Cheryl: It’s cute. You see they’re excited and they feel like they’re in the industry, but really they haven’t done anything yet. It’s a learning process.
Marie Claire: Would you like to go through that again?
Cheryl: In some ways I would like the naivety, but in other ways, absolutely not. We worked like crazy in those days. We didn’t stop for breath.
Marie Claire: At which point did you feel in charge of your careers?
Cheryl: We never had management. Louis claimed to be our manager, but he never did it. We didn’t talk to him or anything like that. He just took the cheques. We didn’t have management. We managed ourselves with the record label, and Sundraj [Sreenivasan, her PR, who’s here today] did far more than his job required in the beginning. For, like, two years. We were learning ourselves, without management.
Marie Claire: So wasn’t Louis Walsh involved at all?
Cheryl: Not at all. Zero involvement. Oh yeah, he took the cheques, I told you. Marie Claire: So you’re best friends? Cheryl: I talk to him, because now I get that business is business and that’s how he runs his. But he never chose a hit. Who chose them? Us. It could be the key to our longevity, because it was genuine – we never had media training. Everything was raw and real. The only thing that was different was that we were put together through that process.
Do you think you’ll be as successful as Victoria Beckham? (Ben Weeden, a student from Guildford).
Cheryl: In terms of clothing? Erm, it’s kind of an odd question, because we do completely opposite jobs. I love her new collection, so hopefully she will send us some of her nice… Maybe we can merge the two! [Laughs.]
What’s the next chapter in your life, career wise? (Dipal Patel, from Wimbledon, London).
Cheryl: Who. The hell. Knows. [Laughs.] In life, in general, you just don’t know. That’s the fun of it.
Are you happy? (Fiona White, a stay-at-home mum, Oxford).
Cheryl: Yes. Very, thank you.
Do you walk your own dogs? (Mitchell Doyle, an illustrator from Reading).
Cheryl: See what I mean? People have this crazy idea of my life. Look at the questions I get asked. So I have a dog walker, a clothes picker, a food shopper…
Will you go out with me? (Tom Misselbrook, who works for the BBC).
Cheryl: What does he look like?
Marie Claire: There’s no photograph.
With time running out, and her publicist hovering in the wings, there’s an interesting postscript to the afternoon. One that, despite the constraints placed upon today’s interview, reminds you that maybe we didn’t get it wrong, and that a big part of Cheryl remains the same salt-of-the-earth, natural beauty the country fell in love with in the beginning.

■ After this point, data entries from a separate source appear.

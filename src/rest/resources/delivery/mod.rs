//! Resources of the delivery (legacy) API.
//!
//! Configuration objects such as ACLs, backends, dictionaries and domains
//! belong to one version of one service and are addressed by name:
//!
//! ```text
//! /service/{service_id}/version/{version}/{collection}[/{name}]
//! ```
//!
//! ACL entries and dictionary items are versionless and hang off their
//! container's id instead.
//!
//! Required fields are checked before any I/O, first failure wins:
//!
//! - create and list: service id, then version
//! - get, update and delete: name, then service id, then version

use serde::{Deserialize, Serialize};

use crate::rest::errors::{require, require_version};
use crate::rest::{join_path, ValidationError};

pub mod acl;
pub mod acl_entry;
pub mod backend;
pub mod dictionary;
pub mod dictionary_item;
pub mod domain;
pub mod service;
pub mod version;

pub use acl::{Acl, CreateAclInput, DeleteAclInput, GetAclInput, ListAclsInput, UpdateAclInput};
pub use acl_entry::{
    AclEntry, AclEntryBatchOperation, BatchModifyAclEntriesInput, CreateAclEntryInput,
    DeleteAclEntryInput, GetAclEntryInput, ListAclEntriesInput, UpdateAclEntryInput,
};
pub use backend::{
    Backend, BackendAttributes, CreateBackendInput, DeleteBackendInput, GetBackendInput,
    ListBackendsInput, UpdateBackendInput,
};
pub use dictionary::{
    CreateDictionaryInput, DeleteDictionaryInput, Dictionary, GetDictionaryInput,
    ListDictionariesInput, UpdateDictionaryInput,
};
pub use dictionary_item::{
    BatchModifyDictionaryItemsInput, CreateDictionaryItemInput, DeleteDictionaryItemInput,
    DictionaryItem, DictionaryItemBatchOperation, GetDictionaryItemInput,
    ListDictionaryItemsInput, UpdateDictionaryItemInput,
};
pub use domain::{
    CreateDomainInput, DeleteDomainInput, Domain, GetDomainInput, ListDomainsInput,
    UpdateDomainInput,
};
pub use service::{
    CreateServiceInput, DeleteServiceInput, GetServiceDetailsInput, GetServiceInput,
    ListServicesInput, SearchServiceInput, Service, ServiceDetail, ServiceType,
    UpdateServiceInput,
};
pub use version::{
    CreateVersionInput, GetVersionInput, ListVersionsInput, UpdateVersionInput, Version,
    VersionActionInput, VersionValidation,
};

/// Pagination and ordering for the paged list endpoints.
#[derive(Debug, Clone, Default, PartialEq, Eq, Serialize)]
pub struct PageParams {
    #[serde(skip_serializing_if = "Option::is_none")]
    pub page: Option<u32>,
    #[serde(skip_serializing_if = "Option::is_none")]
    pub per_page: Option<u32>,
    #[serde(skip_serializing_if = "Option::is_none")]
    pub sort: Option<String>,
    #[serde(skip_serializing_if = "Option::is_none")]
    pub direction: Option<SortDirection>,
}

/// Sort order of a paged list.
#[derive(Debug, Clone, Copy, PartialEq, Eq, Serialize)]
#[serde(rename_all = "lowercase")]
pub enum SortDirection {
    Ascend,
    Descend,
}

/// Operation of one element of a batch update.
#[derive(Debug, Clone, Copy, PartialEq, Eq, Serialize, Deserialize)]
#[serde(rename_all = "lowercase")]
pub enum BatchOperation {
    Create,
    Update,
    Upsert,
    Delete,
}

/// Acknowledgement returned by the batch endpoints.
#[derive(Debug, Clone, Default, PartialEq, Eq, Deserialize)]
pub struct BatchStatus {
    #[serde(default)]
    pub status: String,
}

impl BatchStatus {
    /// Returns `true` if the API reported `"ok"`.
    #[must_use]
    pub fn is_ok(&self) -> bool {
        self.status == "ok"
    }
}

/// Path of a versioned collection, after checking service id then version.
pub(crate) fn collection_path(
    service_id: &str,
    service_version: u32,
    collection: &str,
) -> Result<String, ValidationError> {
    require(service_id, ValidationError::MissingServiceId)?;
    require_version(service_version)?;
    let number = service_version.to_string();
    Ok(join_path(&[
        "service",
        service_id,
        "version",
        number.as_str(),
        collection,
    ]))
}

/// Path of a named object in a versioned collection, after checking name,
/// service id, then version.
pub(crate) fn named_path(
    name: &str,
    service_id: &str,
    service_version: u32,
    collection: &str,
) -> Result<String, ValidationError> {
    require(name, ValidationError::MissingName)?;
    require(service_id, ValidationError::MissingServiceId)?;
    require_version(service_version)?;
    let number = service_version.to_string();
    Ok(join_path(&[
        "service",
        service_id,
        "version",
        number.as_str(),
        collection,
        name,
    ]))
}

#[cfg(test)]
mod tests {
    use super::*;

    #[test]
    fn test_collection_path() {
        assert_eq!(
            collection_path("SVC", 3, "backend").unwrap(),
            "/service/SVC/version/3/backend"
        );
    }

    #[test]
    fn test_collection_path_validation_order() {
        assert_eq!(
            collection_path("", 0, "acl"),
            Err(ValidationError::MissingServiceId)
        );
        assert_eq!(
            collection_path("SVC", 0, "acl"),
            Err(ValidationError::MissingServiceVersion)
        );
    }

    #[test]
    fn test_named_path_validation_order() {
        assert_eq!(
            named_path("", "", 0, "domain"),
            Err(ValidationError::MissingName)
        );
        assert_eq!(
            named_path("www.example.com", "", 0, "domain"),
            Err(ValidationError::MissingServiceId)
        );
        assert_eq!(
            named_path("www.example.com", "SVC", 0, "domain"),
            Err(ValidationError::MissingServiceVersion)
        );
        assert_eq!(
            named_path("my acl", "SVC", 2, "acl").unwrap(),
            "/service/SVC/version/2/acl/my%20acl"
        );
    }

    #[test]
    fn test_page_params_wire_names() {
        let params = PageParams {
            page: Some(2),
            per_page: Some(100),
            sort: Some("created".to_string()),
            direction: Some(SortDirection::Descend),
        };
        assert_eq!(
            serde_json::to_value(&params).unwrap(),
            serde_json::json!({"page": 2, "per_page": 100, "sort": "created", "direction": "descend"})
        );
    }

    #[test]
    fn test_batch_status() {
        let status: BatchStatus = serde_json::from_str(r#"{"status":"ok"}"#).unwrap();
        assert!(status.is_ok());
    }
}
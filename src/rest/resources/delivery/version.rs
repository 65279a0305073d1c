//! Versions of a service and their lifecycle actions.
//!
//! Configuration is edited on an unlocked version, which is then validated,
//! activated and (implicitly) locked. The action endpoints take no body:
//!
//! ```text
//! PUT /service/{service_id}/version/{number}/{activate|deactivate|clone|lock}
//! GET /service/{service_id}/version/{number}/validate
//! ```

use chrono::{DateTime, Utc};
use serde::{Deserialize, Serialize};

use crate::clients::RestClient;
use crate::rest::errors::{require, require_version};
use crate::rest::{join_path, resource, ApiError, ValidationError};

/// One version of a service configuration.
#[derive(Debug, Clone, Default, PartialEq, Eq, Deserialize)]
pub struct Version {
    #[serde(default)]
    pub number: Option<u32>,
    #[serde(default)]
    pub service_id: Option<String>,
    #[serde(default)]
    pub comment: Option<String>,
    #[serde(default)]
    pub active: Option<bool>,
    #[serde(default)]
    pub locked: Option<bool>,
    #[serde(default)]
    pub deployed: Option<bool>,
    #[serde(default)]
    pub staging: Option<bool>,
    #[serde(default)]
    pub testing: Option<bool>,
    #[serde(default)]
    pub created_at: Option<DateTime<Utc>>,
    #[serde(default)]
    pub updated_at: Option<DateTime<Utc>>,
    #[serde(default)]
    pub deleted_at: Option<DateTime<Utc>>,
}

/// Outcome of [`Version::validate`].
#[derive(Debug, Clone, Default, PartialEq, Eq, Deserialize)]
pub struct VersionValidation {
    #[serde(default)]
    pub status: String,
    #[serde(default)]
    pub msg: Option<String>,
    #[serde(default)]
    pub errors: Vec<String>,
    #[serde(default)]
    pub warnings: Vec<String>,
}

impl VersionValidation {
    /// Returns `true` if the configuration passed validation.
    #[must_use]
    pub fn is_valid(&self) -> bool {
        self.status == "ok"
    }
}

/// Input of [`Version::create`].
#[derive(Debug, Clone, Default, PartialEq, Eq, Serialize)]
pub struct CreateVersionInput {
    #[serde(skip)]
    pub service_id: String,
    #[serde(skip_serializing_if = "Option::is_none")]
    pub comment: Option<String>,
}

/// Input of [`Version::list`].
#[derive(Debug, Clone, Default, PartialEq, Eq)]
pub struct ListVersionsInput {
    pub service_id: String,
}

/// Input of [`Version::get`].
#[derive(Debug, Clone, Default, PartialEq, Eq)]
pub struct GetVersionInput {
    pub service_id: String,
    pub service_version: u32,
}

/// Input of [`Version::update`].
#[derive(Debug, Clone, Default, PartialEq, Eq, Serialize)]
pub struct UpdateVersionInput {
    #[serde(skip)]
    pub service_id: String,
    #[serde(skip)]
    pub service_version: u32,
    #[serde(skip_serializing_if = "Option::is_none")]
    pub comment: Option<String>,
}

/// Input of the version actions: activate, deactivate, clone, lock and
/// validate.
#[derive(Debug, Clone, Default, PartialEq, Eq)]
pub struct VersionActionInput {
    pub service_id: String,
    pub service_version: u32,
}

fn versions_path(service_id: &str) -> Result<String, ValidationError> {
    require(service_id, ValidationError::MissingServiceId)?;
    Ok(join_path(&["service", service_id, "version"]))
}

fn version_path(
    service_id: &str,
    service_version: u32,
    action: Option<&str>,
) -> Result<String, ValidationError> {
    require(service_id, ValidationError::MissingServiceId)?;
    require_version(service_version)?;
    let number = service_version.to_string();
    let mut segments = vec!["service", service_id, "version", number.as_str()];
    segments.extend(action);
    Ok(join_path(&segments))
}

impl Version {
    /// Creates an empty, unlocked version.
    ///
    /// # Errors
    ///
    /// Returns [`ApiError::Validation`] for a missing service id, otherwise
    /// any error of the round trip.
    pub async fn create(client: &RestClient, input: &CreateVersionInput) -> Result<Self, ApiError> {
        let path = versions_path(&input.service_id)?;
        resource::post(client, &path, input).await
    }

    /// Lists every version of a service.
    ///
    /// # Errors
    ///
    /// Same as [`Version::create`].
    pub async fn list(client: &RestClient, input: &ListVersionsInput) -> Result<Vec<Self>, ApiError> {
        let path = versions_path(&input.service_id)?;
        resource::get(client, &path, None).await
    }

    /// Fetches one version.
    ///
    /// # Errors
    ///
    /// Returns [`ApiError::Validation`] for a missing service id or version,
    /// otherwise any error of the round trip.
    pub async fn get(client: &RestClient, input: &GetVersionInput) -> Result<Self, ApiError> {
        let path = version_path(&input.service_id, input.service_version, None)?;
        resource::get(client, &path, None).await
    }

    /// Changes the comment of a version.
    ///
    /// # Errors
    ///
    /// Same as [`Version::get`].
    pub async fn update(client: &RestClient, input: &UpdateVersionInput) -> Result<Self, ApiError> {
        let path = version_path(&input.service_id, input.service_version, None)?;
        resource::put(client, &path, Some(input)).await
    }

    /// Activates a version, deactivating the current one.
    ///
    /// # Errors
    ///
    /// Same as [`Version::get`].
    pub async fn activate(client: &RestClient, input: &VersionActionInput) -> Result<Self, ApiError> {
        Self::action(client, input, "activate").await
    }

    /// Deactivates a version.
    ///
    /// # Errors
    ///
    /// Same as [`Version::get`].
    pub async fn deactivate(
        client: &RestClient,
        input: &VersionActionInput,
    ) -> Result<Self, ApiError> {
        Self::action(client, input, "deactivate").await
    }

    /// Copies a version into a new, unlocked one.
    ///
    /// # Errors
    ///
    /// Same as [`Version::get`].
    pub async fn clone_version(
        client: &RestClient,
        input: &VersionActionInput,
    ) -> Result<Self, ApiError> {
        Self::action(client, input, "clone").await
    }

    /// Locks a version against further edits.
    ///
    /// # Errors
    ///
    /// Same as [`Version::get`].
    pub async fn lock(client: &RestClient, input: &VersionActionInput) -> Result<Self, ApiError> {
        Self::action(client, input, "lock").await
    }

    /// Checks a version's configuration without activating it.
    ///
    /// # Errors
    ///
    /// Same as [`Version::get`]. An invalid configuration is not an error:
    /// inspect [`VersionValidation::is_valid`].
    pub async fn validate(
        client: &RestClient,
        input: &VersionActionInput,
    ) -> Result<VersionValidation, ApiError> {
        let path = version_path(&input.service_id, input.service_version, Some("validate"))?;
        resource::get(client, &path, None).await
    }

    async fn action(
        client: &RestClient,
        input: &VersionActionInput,
        action: &str,
    ) -> Result<Self, ApiError> {
        let path = version_path(&input.service_id, input.service_version, Some(action))?;
        resource::put_empty(client, &path).await
    }
}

Quite unexpectedly, she sweetly asks: ‘So when you do an interview, are you always looking for a headline or an exclusive of some description?’ It’s a sincere enquiry, without subtext. What is surprising is that a 28-year-old Cheryl Cole, with thousands of interviews behind her, remains genuinely naif-like as to the machinations of the press. While I make an attempt at explaining the differences, and sometimes similarities, between the tabloids and a magazine such as Marie Claire, she listens intently, though her hesitant expression hints at the hurt she’s suffered over the past year and more; enough to regulate days like these. When I confess that were it not for the conditions she and her team imposed, I, too, would be asking about Ashley Cole, Simon Cowell and her private life, her response betrays the need of a young woman seeking understanding, not confrontation.
‘Don’t you think that in itself is strange as human to human?’ she asks, quietly, before voluntarily taking a stab at articulating why she now feels it necessary to control what she does and doesn’t say in public. ‘It’s a hard thing to explain.’ She picks her words carefully. ‘My position. If you haven’t experienced it. It’s such a hard thing to explain. And I wouldn’t have got it before I was in it.’
Then she adds: ‘I sometimes think that I’m too naive about what goes on in this business.’